Urteil des LG Hamburg: KI-Training als urheberrechtliches zulässiges „Text und Data-Mining“?
- Geschäftszahl: 310 O 227/23
- Entscheidungsdatum: 27.9.2024
Eine vor wenigen Jahren im Lichte des digitalen Fortschritts geschaffene gesetzlich normierte Ausnahme stellt jene des „Text- und Data-Mining“ dar. Hierbei ist zwischen der für jedermann geltenden Regelung für den eigenen Gebrauch einerseits und der großzügigeren Bestimmung für Forschungs- und kulturelle Zwecke andererseits zu unterscheiden. In beiden Fällen steht es Dritten frei, ein Werk zu vervielfältigen, um damit Texte und Daten in digitaler Form automatisiert auszuwerten und Informationen unter anderem über Muster, Trends und Korrelationen zu gewinnen.

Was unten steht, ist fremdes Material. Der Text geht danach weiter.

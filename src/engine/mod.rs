//! Process-wide entry point (§6.1): builds the mailbox fabric and roster,
//! spawns one OS thread per VirtualCore, and hands back the handles needed
//! to add actors, observe counters, and stop the whole thing.

mod config;
#[allow(clippy::module_inception)]
mod engine;

pub use config::{EngineConfig, EngineConfigBuilder};
pub use engine::Engine;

Voraussetzung ist, dass Dritte zu dem Werk rechtmäßig Zugang haben und sie die Vervielfältigung des Werkes nur im notwendigen Maße aufbewahren. Der Unterschied besteht insbesondere darin, dass ein „Text und Data-Mining“ für den eigenen Gebrauch zwar auch zu kommerziellen Zwecken erfolgen kann, aber unzulässig ist, wenn die Vervielfältigung des Werkes ausdrücklich verboten ist und dies durch einen maschinenlesbaren Nutzungsvorbehalt kenntlich gemacht wird.
Inwieweit die Ausnahmebestimmung des „Text und Data-Mining“ für das Training von KI-Systemen Anwendung finden kann, ist bisher – auch mangels bisher einschlägiger Judikatur – unklar.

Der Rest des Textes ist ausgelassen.